La deuxième partie de l’ouvrage s’intéresse dès lors aux « techniques » mises en œuvre pour « agir avec la nature, et non contre elle ». Une importante distinction est proposée entre deux conceptions de la technique, le « savoir-faire » et le « faire-avec » dont la fécondité se manifeste bien dans l’écomimétisme.

Il ne s’agit pas tant d’obtenir un résultat qui imite la nature (par exemple, la wilderness ou un écosystème de référence), que de s’inspirer des processus naturels et de les utiliser pour aboutir à un résultat, qui peut s’approcher d’un écosystème de référence, mais peut tout aussi bien être inédit pourvu qu’il soit résilient. (p. 213)

En écho aux films documentaires de Coline Serreau (Solutions locales pour un désordre global, 2010) ou de Cyril Dion et Mélanie Laurent (Demain, 2015), l’ingénierie écologique et l’agroécologie sont mises en valeur, et les travers de « la révolution verte » (ou l’exportation de l’agriculture productiviste dans les pays émergents) clairement exposés sans qu’on renonce pour autant à ses objectifs (« alimenter une population mondiale qui atteindra en 2050 entre huit et neuf milliards d’individus », p. 225). Pour cela, un changement de stratégie autant que d’échelle s’impose : il convient de développer désormais une agriculture écologiquement intensive, qui s’apparente très largement à un « pilotage des processus naturels », à partir d’une connaissance fine des écosystèmes locaux.

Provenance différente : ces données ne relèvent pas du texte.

// ABOUTME: Engine-wide constants: push event names, paging limits, and environment defaults
// ABOUTME: Groups constants into nested modules so call sites read as constants::events::IM_MESSAGE
//
// SPDX-License-Identifier: MIT OR Apache-2.0
// Copyright (c) 2026 Confab.im

//! # Constants Module
//!
//! Engine constants and environment-backed defaults. Event names are part of
//! the push contract with the delivery layer and must stay stable across
//! releases.

use std::env;

/// Push event names carried to the notification collaborator.
///
/// The delivery layer routes on these strings; renaming one is a wire-level
/// breaking change for every connected client.
pub mod events {
    /// New message appended to a talk
    pub const IM_MESSAGE: &str = "im.message";
    /// A message was revoked by its sender
    pub const IM_MESSAGE_REVOKE: &str = "im.message.revoke";
    /// Messages tombstoned from one user's view (multi-device sync)
    pub const IM_MESSAGE_DELETE: &str = "im.message.delete";
    /// Read receipts written for a talk
    pub const IM_MESSAGE_READ: &str = "im.message.read";
    /// A talk session came into existence for the counterpart to mirror
    pub const IM_TALK_CREATE: &str = "im.talk.create";
    /// One user's inbox row snapshot changed and should be re-rendered
    pub const IM_SESSION_UPDATE: &str = "im.session.update";
}

/// Paging and content limits
pub mod limits {
    /// Default page size for talk history
    pub const DEFAULT_RECORDS_LIMIT: i64 = 30;
    /// Hard cap on the page size a caller can request
    pub const MAX_RECORDS_LIMIT: i64 = 100;

    /// Maximum characters kept in an inbox-row text digest
    pub const DIGEST_MAX_CHARS: usize = 64;

    /// Upper bound on per-call batch sizes (message ids, mention lists)
    pub const MAX_BATCH_IDS: usize = 200;
}

/// Timeout and duration constants
pub mod timeouts {
    /// Post-commit push budget; the transaction is never held open this long
    pub const DEFAULT_PUSH_TIMEOUT_MS: u64 = 2_000;

    /// `SQLite` busy handler budget under write contention
    pub const DEFAULT_BUSY_TIMEOUT_MS: u64 = 5_000;

    /// Retry attempts for lock contention on the send write path
    pub const SEND_WRITE_MAX_RETRIES: u32 = 3;
}

/// Environment-based configuration accessors
pub mod env_config {
    use super::env;

    /// Get database `URL` from environment or default
    #[must_use]
    pub fn database_url() -> String {
        env::var("DATABASE_URL").unwrap_or_else(|_| "sqlite:./data/confab.db".into())
    }

    /// Get database pool size from environment or default
    #[must_use]
    pub fn database_max_connections() -> u32 {
        env::var("DATABASE_MAX_CONNECTIONS")
            .unwrap_or_else(|_| "5".into())
            .parse()
            .unwrap_or(5)
    }

    /// Get the post-commit push timeout from environment or default
    #[must_use]
    pub fn push_timeout_ms() -> u64 {
        env::var("PUSH_TIMEOUT_MS")
            .unwrap_or_else(|_| super::timeouts::DEFAULT_PUSH_TIMEOUT_MS.to_string())
            .parse()
            .unwrap_or(super::timeouts::DEFAULT_PUSH_TIMEOUT_MS)
    }
}

/// Service identity
pub mod service {
    /// Service name for structured logging
    pub const SERVICE_NAME: &str = "confab-engine";

    /// Service version from Cargo.toml
    pub const SERVICE_VERSION: &str = env!("CARGO_PKG_VERSION");
}
/// Session update payload pushed after a snapshot repair
fn session_update_payload(talk_id: i64, last: Option<&SessionLastMessage>) -> Value {
    json!({
        "talk_id": talk_id,
        "last_msg_id": last.map(|l| l.msg_id.clone()),
        "last_msg_type": last.map(|l| l.msg_type.code()),
        "last_sender_id": last.map(|l| l.sender_id),
        "last_msg_digest": last.map(|l| l.digest.clone()),
    })
}
// ABOUTME: Logging configuration and structured logging setup for observability and debugging
// ABOUTME: Configures log levels, formatters, and output destinations for the engine
//
// SPDX-License-Identifier: MIT OR Apache-2.0
// Copyright (c) 2026 Confab.im

//! Production-ready logging configuration with structured output

use crate::constants::service;
use anyhow::Result;
use std::env;
use std::io;
use tracing::info;
use tracing_subscriber::{
    fmt::{self, format::FmtSpan},
    layer::SubscriberExt,
    util::SubscriberInitExt,
    EnvFilter,
};

/// Logging configuration
#[derive(Debug, Clone)]
pub struct LoggingConfig {
    /// Log level (trace, debug, info, warn, error)
    pub level: String,
    /// Output format (json, pretty, compact)
    pub format: LogFormat,
    /// Include source file and line numbers
    pub include_location: bool,
    /// Include thread information
    pub include_thread: bool,
    /// Include span information for tracing
    pub include_spans: bool,
    /// Service name for structured logging
    pub service_name: String,
    /// Service version
    pub service_version: String,
    /// Environment (development, staging, production)
    pub environment: String,
}

/// Log output format options
#[derive(Debug, Clone)]
pub enum LogFormat {
    /// `JSON` format for production logging
    Json,
    /// Pretty format for development
    Pretty,
    /// Compact format for space-constrained environments
    Compact,
}

impl Default for LoggingConfig {
    fn default() -> Self {
        Self {
            level: "info".into(),
            format: LogFormat::Pretty,
            include_location: false,
            include_thread: false,
            include_spans: false,
            service_name: service::SERVICE_NAME.into(),
            service_version: service::SERVICE_VERSION.into(),
            environment: "development".into(),
        }
    }
}

impl LoggingConfig {
    /// Create logging configuration from environment variables
    #[must_use]
    pub fn from_env() -> Self {
        let level = env::var("RUST_LOG").unwrap_or_else(|_| "info".into());

        let format = match env::var("LOG_FORMAT").as_deref() {
            Ok("json") => LogFormat::Json,
            Ok("compact") => LogFormat::Compact,
            _ => LogFormat::Pretty,
        };

        let environment = env::var("ENVIRONMENT").unwrap_or_else(|_| "development".into());

        // In production, use more detailed logging
        let is_production = environment == "production";

        Self {
            level,
            format,
            include_location: is_production || env::var("LOG_INCLUDE_LOCATION").is_ok(),
            include_thread: is_production || env::var("LOG_INCLUDE_THREAD").is_ok(),
            include_spans: is_production || env::var("LOG_INCLUDE_SPANS").is_ok(),
            service_name: env::var("SERVICE_NAME").unwrap_or_else(|_| service::SERVICE_NAME.into()),
            service_version: env::var("SERVICE_VERSION")
                .unwrap_or_else(|_| service::SERVICE_VERSION.into()),
            environment,
        }
    }

    /// Initialize the global tracing subscriber
    ///
    /// # Errors
    ///
    /// Returns an error if the tracing subscriber fails to initialize
    pub fn init(&self) -> Result<()> {
        // Use RUST_LOG as the base filter when set, then apply noise reduction
        let env_filter = env::var("RUST_LOG")
            .map_or_else(|_| EnvFilter::new(&self.level), EnvFilter::new)
            .add_directive(
                "sqlx=warn"
                    .parse()
                    .unwrap_or_else(|_| tracing::Level::WARN.into()),
            )
            .add_directive(
                "sqlx::query=warn"
                    .parse()
                    .unwrap_or_else(|_| tracing::Level::WARN.into()),
            )
            // Keep our application logs at the desired level
            .add_directive(
                format!("confab_engine={}", self.level)
                    .parse()
                    .unwrap_or_else(|_| tracing::Level::INFO.into()),
            );

        let registry = tracing_subscriber::registry().with(env_filter);

        match self.format {
            LogFormat::Json => {
                let json_layer = fmt::layer()
                    .with_file(self.include_location)
                    .with_line_number(self.include_location)
                    .with_thread_ids(self.include_thread)
                    .with_thread_names(self.include_thread)
                    .with_target(true)
                    .with_writer(io::stdout)
                    .with_span_events(if self.include_spans {
                        FmtSpan::NEW | FmtSpan::CLOSE
                    } else {
                        FmtSpan::NONE
                    })
                    .json();

                registry.with(json_layer).init();
            }
            LogFormat::Pretty => {
                let pretty_layer = fmt::layer()
                    .with_file(self.include_location)
                    .with_line_number(self.include_location)
                    .with_thread_ids(self.include_thread)
                    .with_thread_names(self.include_thread)
                    .with_target(true)
                    .with_writer(io::stdout)
                    .with_span_events(if self.include_spans {
                        FmtSpan::NEW | FmtSpan::CLOSE
                    } else {
                        FmtSpan::NONE
                    });

                registry.with(pretty_layer).init();
            }
            LogFormat::Compact => {
                let compact_layer = fmt::layer()
                    .compact()
                    .with_file(false)
                    .with_line_number(false)
                    .with_thread_ids(false)
                    .with_thread_names(false)
                    .with_target(false)
                    .with_writer(io::stdout)
                    .with_span_events(FmtSpan::NONE);

                registry.with(compact_layer).init();
            }
        }

        info!(
            service.name = %self.service_name,
            service.version = %self.service_version,
            environment = %self.environment,
            log.level = %self.level,
            log.format = ?self.format,
            "Confab engine logging initialized"
        );

        Ok(())
    }
}
// ABOUTME: Configuration management module for centralized engine settings and parameters
// ABOUTME: Handles environment-driven configs for database, push delivery, and runtime options
//
// SPDX-License-Identifier: MIT OR Apache-2.0
// Copyright (c) 2026 Confab.im

//! Configuration module for the Confab engine
//!
//! This module provides centralized configuration management for all
//! components of the engine:
//!
//! - **Environment**: Engine configuration from environment variables

/// Environment and engine configuration
pub mod environment;

pub use environment::{DatabaseConfig, EngineConfig, Environment, LogLevel, PushConfig};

La question se pose dès lors, du niveau où doivent se situer l’action écologique et l’éthique qui la sous-tend. La troisième partie, « du local au global et vice versa » s’ouvre précisément sur le constat de nouvelles tensions, entre l’humanité et son environnement, d’une part, et d’autre part entre les diverses échelles d’actions :

Le premier sommet de la Terre, qui s’est tenu à Rio de Janeiro en 1992, a manifesté publiquement la dimension mondiale, ou planétaire, des questions environnementales et, en 1997, la conférence de Kyoto a fait du changement climatique le phénomène le plus marquant de la crise environnementale. Changement global par excellence, puisque les gaz à effet de serre ont le même impact d’où qu’ils soient émis, le changement climatique n’est pas la seule manifestation de cette crise : l’érosion de la biodiversité, l’acidification et la pollution des océans, la pénurie d’eau potable et l’érosion des sols arables ont aussi atteint une dimension planétaire.

Or la globalisation de la crise environnementale remet l’humanité au centre des préoccupations, y compris morales. […] L’humanité, dans son ensemble, étant la victime potentielle du changement climatique, y faire face ne relève pas seulement de la prudence politique : c’est un devoir moral. Si la globalisation de la crise environnementale exige que l’on globalise en même temps l’éthique, cette éthique globale est inévitablement anthropocentrique. […] Se recentrer sur les soucis humains, c’est passer de l’homme aux hommes, c’est se rendre compte que la relation de l’homme à la nature, que les éthiques environnementales envisagent dans sa généralité, n’est identique ni dans les différentes sociétés ni au sein de chacune d’entre elles. La question de la justice environnementale surgit ainsi du constat des “inégalités dans la distribution du fardeau environnemental”. (p. 235-236)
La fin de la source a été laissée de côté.